### Task prompt
Run through the records and show each line that includes the string "mark".

---- Listed entries

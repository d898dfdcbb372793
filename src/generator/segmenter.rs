use crate::error::GenerationError;
use crate::text::{contains_keyword, normalize_whitespace};
use tracing::debug;

/// Minimum number of characters a trimmed prompt must contain.
pub const DEFAULT_MIN_PROMPT_LENGTH: usize = 10;

/// Text of the clause prepended when the prompt does not say how it starts.
pub const SYNTHETIC_TRIGGER_TEXT: &str = "Manually trigger the workflow";

/// Words that mark the first clause as describing how the workflow starts.
const TRIGGER_CUES: &[&str] = &[
    "when",
    "whenever",
    "every",
    "each",
    "on a schedule",
    "daily",
    "hourly",
    "weekly",
    "monthly",
    "manually",
    "on demand",
    "if",
    "once",
    "as soon as",
];

/// Cues after which a comma-less first clause may carry an action as well,
/// as in "Every Monday at 9am fetch the report".
const SCHEDULE_CUES: &[&str] = &[
    "every",
    "each",
    "daily",
    "hourly",
    "weekly",
    "monthly",
    "on a schedule",
];

/// Cues that open a trigger phrase in the middle of an action clause, as in
/// "Post a message to Slack when a new issue is created".
const TRAILING_TRIGGER_OPENERS: &[&str] =
    &["when", "whenever", "as soon as", "once", "every", "each"];

/// Cues that qualify an action clause without opening a phrase of their own,
/// as in "Send the report to Slack daily".
const TRAILING_TRIGGER_ADVERBS: &[&str] = &[
    "daily",
    "hourly",
    "weekly",
    "monthly",
    "manually",
    "on demand",
    "on a schedule",
];

/// Words that may follow "every" or "each" in a schedule phrase.
const SCHEDULE_UNITS: &[&str] = &[
    "minute", "minutes", "hour", "hours", "day", "days", "week", "weeks", "month", "months",
    "morning", "afternoon", "evening", "night", "weekday", "weekend", "sunday", "monday",
    "tuesday", "wednesday", "thursday", "friday", "saturday",
];

/// Private-use characters delimiting a masked quoted literal.
const MASK_OPEN: char = '\u{E000}';
const MASK_CLOSE: char = '\u{E001}';

/// Longest first, so "and then" is stripped before "and".
const LEADING_CONNECTIVES: &[&str] = &["and then", "after that", "then", "and", "also", "finally", "next"];

/// Verbs that may open an action clause. A bare "and" only separates two
/// clauses when the words after it start with one of these.
pub const ACTION_VERBS: &[&str] = &[
    "add", "alert", "append", "archive", "assign", "call", "check", "classify", "copy", "create",
    "delay", "delete", "download", "email", "enrich", "fetch", "forward", "format", "generate",
    "get", "insert", "invite", "log", "look", "mark", "message", "move", "notify", "parse",
    "pause", "ping", "post", "publish", "pull", "push", "query", "read", "record", "remove",
    "reply", "retrieve", "run", "save", "scrape", "send", "set", "share", "store", "summarise",
    "summarize", "sync", "tag", "tell", "transform", "translate", "tweet", "update", "upload",
    "wait", "write",
];

#[derive(Debug, Clone, Copy, PartialEq, Eq)]
pub enum ClauseRole {
    Trigger,
    Action,
}

/// How a clause relates to the clause before it.
#[derive(Debug, Clone, Copy, PartialEq, Eq)]
pub enum ClauseLink {
    /// Runs after the previous clause.
    Sequential,
    /// Joined to the previous clause by a bare "and" inside one fragment, so
    /// it may run alongside it.
    Parallel,
}

/// One natural-language step of the prompt.
#[derive(Debug, Clone, PartialEq, Eq)]
pub struct Clause {
    pub text: String,
    pub order: usize,
    pub role: ClauseRole,
    pub link: ClauseLink,
    /// `true` for the default manual trigger the segmenter inserts itself.
    pub synthetic: bool,
}

/// Splits a prompt into ordered trigger and action clauses.
#[derive(Debug, Clone)]
pub struct ClauseSegmenter {
    min_prompt_length: usize,
}

impl Default for ClauseSegmenter {
    fn default() -> Self {
        Self::new(DEFAULT_MIN_PROMPT_LENGTH)
    }
}

impl ClauseSegmenter {
    pub fn new(min_prompt_length: usize) -> Self {
        Self { min_prompt_length }
    }

    pub fn min_prompt_length(&self) -> usize {
        self.min_prompt_length
    }

    /// Fails with `EmptyPrompt` when the trimmed prompt is too short.
    pub fn check_length(&self, prompt: &str) -> Result<(), GenerationError> {
        let actual = prompt.trim().chars().count();
        if actual < self.min_prompt_length {
            return Err(GenerationError::EmptyPrompt {
                min_length: self.min_prompt_length,
                actual,
            });
        }
        Ok(())
    }

    /// Splits `prompt` into clauses, preserving left-to-right order.
    ///
    /// The first clause is the trigger clause. If the prompt does not open
    /// with a trigger cue, a synthetic manual trigger is prepended. An empty
    /// result means the prompt contained no words at all.
    pub fn segment(&self, prompt: &str) -> Result<Vec<Clause>, GenerationError> {
        self.check_length(prompt)?;
        let normalized = normalize_whitespace(prompt);
        // Quoted literals are never split.
        let (masked, literals) = mask_quotes(&normalized);

        let mut pieces: Vec<(String, ClauseLink)> = Vec::new();
        for sentence in split_sentences(&masked) {
            for fragment in sentence.split(',') {
                let fragment = strip_connectives(fragment);
                for step in split_on_then(fragment) {
                    let step = strip_connectives(&step);
                    for (i, part) in split_on_and(step).into_iter().enumerate() {
                        let text = clean(&part);
                        if text.is_empty() {
                            continue;
                        }
                        let link = if i == 0 {
                            ClauseLink::Sequential
                        } else {
                            ClauseLink::Parallel
                        };
                        pieces.push((text, link));
                    }
                }
            }
        }

        if pieces.is_empty() {
            debug!("prompt produced no clauses");
            return Ok(Vec::new());
        }

        let first = pieces[0].0.to_lowercase();
        let has_cue = TRIGGER_CUES.iter().any(|cue| contains_keyword(&first, cue));
        let mut synthetic = false;
        if opens_action(&pieces[0].0.split_whitespace().collect::<Vec<_>>()) {
            // "Post a message to Slack when a new issue is created"
            match split_trailing_trigger(&pieces[0].0) {
                Some((trigger, action)) => {
                    pieces[0].0 = action;
                    pieces.insert(0, (trigger, ClauseLink::Sequential));
                }
                None => synthetic = true,
            }
        } else if !has_cue {
            synthetic = true;
        } else if SCHEDULE_CUES.iter().any(|cue| contains_keyword(&first, cue)) {
            if let Some((trigger, action)) = split_before_first_verb(&pieces[0].0) {
                pieces[0].0 = trigger;
                pieces.insert(1, (action, ClauseLink::Sequential));
            }
        }
        if synthetic {
            pieces.insert(0, (SYNTHETIC_TRIGGER_TEXT.to_string(), ClauseLink::Sequential));
        }

        let clauses: Vec<Clause> = pieces
            .into_iter()
            .enumerate()
            .map(|(order, (text, link))| Clause {
                text: unmask_quotes(&text, &literals),
                order,
                role: if order == 0 {
                    ClauseRole::Trigger
                } else {
                    ClauseRole::Action
                },
                link,
                synthetic: synthetic && order == 0,
            })
            .collect();

        debug!(
            clauses = clauses.len(),
            synthetic_trigger = synthetic,
            quoted_literals = literals.len(),
            "segmented prompt"
        );
        Ok(clauses)
    }
}

/// Splits on `.`, `!`, `?` and `;` when followed by whitespace or the end,
/// so URLs and decimals stay intact.
fn split_sentences(text: &str) -> Vec<&str> {
    let mut sentences = Vec::new();
    let mut start = 0;
    let mut chars = text.char_indices().peekable();
    while let Some((i, c)) = chars.next() {
        if matches!(c, '.' | '!' | '?' | ';') {
            let at_boundary = chars.peek().is_none_or(|(_, next)| next.is_whitespace());
            if at_boundary {
                let end = i + c.len_utf8();
                sentences.push(&text[start..end]);
                start = end;
            }
        }
    }
    if start < text.len() {
        sentences.push(&text[start..]);
    }
    sentences
}

fn split_on_then(fragment: &str) -> Vec<String> {
    let mut parts = Vec::new();
    let mut current: Vec<&str> = Vec::new();
    for word in fragment.split_whitespace() {
        if word.eq_ignore_ascii_case("then") {
            if current.last().is_some_and(|w| w.eq_ignore_ascii_case("and")) {
                current.pop();
            }
            if !current.is_empty() {
                parts.push(current.join(" "));
            }
            current.clear();
        } else {
            current.push(word);
        }
    }
    if !current.is_empty() {
        parts.push(current.join(" "));
    }
    parts
}

fn split_on_and(step: &str) -> Vec<String> {
    let words: Vec<&str> = step.split_whitespace().collect();
    let mut parts = Vec::new();
    let mut start = 0;
    for (i, word) in words.iter().enumerate() {
        if i > start && word.eq_ignore_ascii_case("and") && opens_action(&words[i + 1..]) {
            parts.push(words[start..i].join(" "));
            start = i + 1;
        }
    }
    parts.push(words[start..].join(" "));
    parts
}

/// "Every Monday at 9am fetch the report" -> ("Every Monday at 9am", "fetch the report").
fn split_before_first_verb(text: &str) -> Option<(String, String)> {
    let words: Vec<&str> = text.split_whitespace().collect();
    (1..words.len())
        .find(|&i| opens_action(&words[i..]))
        .map(|i| (words[..i].join(" "), words[i..].join(" ")))
}

/// Splits an action-first clause into `(trigger, action)` at a later trigger cue.
///
/// An opener cue takes the rest of the clause with it ("... when a new issue
/// is created"). An adverb cue becomes the trigger on its own, together with a
/// following "at <time>", and the action keeps the full clause text.
fn split_trailing_trigger(text: &str) -> Option<(String, String)> {
    let words: Vec<&str> = text.split_whitespace().collect();
    let opener = (1..words.len()).find(|&i| {
        starts_with_cue(&words[i..], TRAILING_TRIGGER_OPENERS)
            && (!matches!(normalize_word(words[i]).as_str(), "every" | "each")
                || words.get(i + 1).is_some_and(|w| is_schedule_unit(w)))
    });
    if let Some(i) = opener {
        return Some((words[i..].join(" "), words[..i].join(" ")));
    }

    let (i, cue) = (1..words.len()).find_map(|i| {
        TRAILING_TRIGGER_ADVERBS
            .iter()
            .find(|cue| starts_with_cue(&words[i..], &[**cue]))
            .map(|cue| (i, *cue))
    })?;
    let mut end = i + cue.split_whitespace().count();
    if words.get(end).is_some_and(|w| w.eq_ignore_ascii_case("at")) && end + 1 < words.len() {
        end += 2;
    }
    let trigger = words[i..end].join(" ");
    let action = if end == words.len() {
        words[..i].join(" ")
    } else {
        text.to_string()
    };
    Some((trigger, action))
}

fn starts_with_cue(words: &[&str], cues: &[&str]) -> bool {
    cues.iter().any(|cue| {
        let cue_words: Vec<&str> = cue.split_whitespace().collect();
        cue_words.len() <= words.len()
            && cue_words
                .iter()
                .zip(words)
                .all(|(cue_word, word)| normalize_word(word) == *cue_word)
    })
}

fn is_schedule_unit(word: &str) -> bool {
    let word = normalize_word(word);
    SCHEDULE_UNITS.contains(&word.as_str())
        || (!word.is_empty() && word.chars().all(|c| c.is_ascii_digit()))
}

fn normalize_word(word: &str) -> String {
    word.trim_matches(|c: char| !c.is_alphanumeric()).to_lowercase()
}

/// Replaces each quoted literal (`"..."`, `“...”`, or `'...'` opening a word)
/// with a single-word placeholder, returning the masked text and the literals.
fn mask_quotes(text: &str) -> (String, Vec<String>) {
    let mut masked = String::with_capacity(text.len());
    let mut literals = Vec::new();
    let mut rest = text;
    while let Some((start, open)) = next_quote(rest) {
        let close = match open {
            '“' => '”',
            other => other,
        };
        let body = start + open.len_utf8();
        let Some(len) = rest[body..].find(close) else {
            break;
        };
        let end = body + len + close.len_utf8();
        masked.push_str(&rest[..start]);
        masked.push(MASK_OPEN);
        masked.push_str(&literals.len().to_string());
        masked.push(MASK_CLOSE);
        literals.push(rest[start..end].to_string());
        rest = &rest[end..];
    }
    masked.push_str(rest);
    (masked, literals)
}

fn next_quote(text: &str) -> Option<(usize, char)> {
    let mut previous: Option<char> = None;
    for (i, c) in text.char_indices() {
        let opens_word = previous.is_none_or(char::is_whitespace);
        if c == '"' || c == '“' || (c == '\'' && opens_word) {
            return Some((i, c));
        }
        previous = Some(c);
    }
    None
}

fn unmask_quotes(text: &str, literals: &[String]) -> String {
    if literals.is_empty() || !text.contains(MASK_OPEN) {
        return text.to_string();
    }
    let mut restored = String::with_capacity(text.len());
    let mut rest = text;
    while let Some(start) = rest.find(MASK_OPEN) {
        restored.push_str(&rest[..start]);
        let body = start + MASK_OPEN.len_utf8();
        let Some(len) = rest[body..].find(MASK_CLOSE) else {
            break;
        };
        let literal = rest[body..body + len]
            .parse::<usize>()
            .ok()
            .and_then(|index| literals.get(index));
        match literal {
            Some(literal) => restored.push_str(literal),
            None => restored.push_str(&rest[start..body + len + MASK_CLOSE.len_utf8()]),
        }
        rest = &rest[body + len + MASK_CLOSE.len_utf8()..];
    }
    restored.push_str(rest);
    restored
}

fn opens_action(words: &[&str]) -> bool {
    words.len() >= 2 && is_action_verb(words[0])
}

fn is_action_verb(word: &str) -> bool {
    let word = word.trim_matches(|c: char| !c.is_alphanumeric()).to_lowercase();
    ACTION_VERBS.contains(&word.as_str())
}

fn strip_connectives(text: &str) -> &str {
    let mut text = text.trim();
    loop {
        let current = text;
        let stripped = LEADING_CONNECTIVES.iter().find_map(move |connective| {
            let head = current.get(..connective.len())?;
            let rest = &current[connective.len()..];
            (head.eq_ignore_ascii_case(connective) && rest.starts_with(' '))
                .then(|| rest.trim_start())
        });
        match stripped {
            Some(rest) => text = rest,
            None => return text,
        }
    }
}

fn clean(text: &str) -> String {
    strip_connectives(text)
        .trim_end_matches(|c: char| matches!(c, '.' | '!' | '?' | ';' | ':' | ','))
        .trim()
        .to_string()
}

--------

### Output of the exercise
/// Words that mark the first clause as describing how the workflow starts.
    "get", "insert", "invite", "log", "look", "mark", "message", "move", "notify", "parse",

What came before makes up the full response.